India is unlikely to give any credence to Pakistan Inter Services Intelligence chief Ahmed Shuja Pasha's threat that any Abbottabad-like attack would invite a befitting response, calling it a "tall claim" to hide his own failure.
Brushing aside Pasha's warning, government sources said the ISI chief is not an operational man and the statement was just a reflection how frustrated he was after Pakistani establishment's failure to detect the United States raid on the hideout of Al Qaeda chief Osama bin Laden.
"They should better concentrate on domestic problems rather than looking towards India," an official said, pointing to the scores of terrorist strikes taking place in Pakistan everyday, including killing of a Saudi diplomat in Karachi on Monday.
Officials said facing all round flak after the Abbottabad raid, the ISI chief is now trying to divert the attention of the Pakistani people by making "tall claims" like the one he has made on Friday.

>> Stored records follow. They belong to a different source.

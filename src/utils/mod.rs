pub mod stream;
pub mod time;
pub mod tracing;
pub mod xdg;
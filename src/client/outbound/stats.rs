use std::sync::Arc;

use crate::client::app::connector::Connector;
use crate::client::outbound::exchange;
use crate::domain::client::outbound::{RequestDaemonError, StatsPort};
use crate::domain::entity::DailyStats;
use crate::protocol::{Request, Response};

/// A [`StatsPort`] implementation
pub struct StatsService {
    connector: Arc<dyn Connector>,
}

impl StatsService {
    pub fn new(connector: Arc<dyn Connector>) -> Self {
        Self { connector }
    }
}

#[async_trait::async_trait]
impl StatsPort for StatsService {
    async fn stats(&self) -> Result<DailyStats, RequestDaemonError> {
        match exchange(self.connector.as_ref(), Request::Stats).await? {
            Response::Stats { stats } => Ok(stats),
            _ => Err(RequestDaemonError::BadResponse),
        }
    }
}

"We understand their problem. In fact we sympathise with them. Our advise is, please concentrate on your domestic problems rather than looking towards us," the official said, adding that the Indian armed forces are full capable to thwart any Pakistani misadventure.
In his in-camera address to the joint session of the Senate and National Assembly of Pakistan on Friday, Pasha had warned India that any Abbottabad-like attack by it would invite a befitting response from Pakistan as targets inside the country "had already been identified" and "rehearsal" carried out.
Pasha is under fire over the inability of the ISI to track down Osama bin Laden in Pakistan, where he was living, before he was annihilated by US special forces in a covert operation on May 2.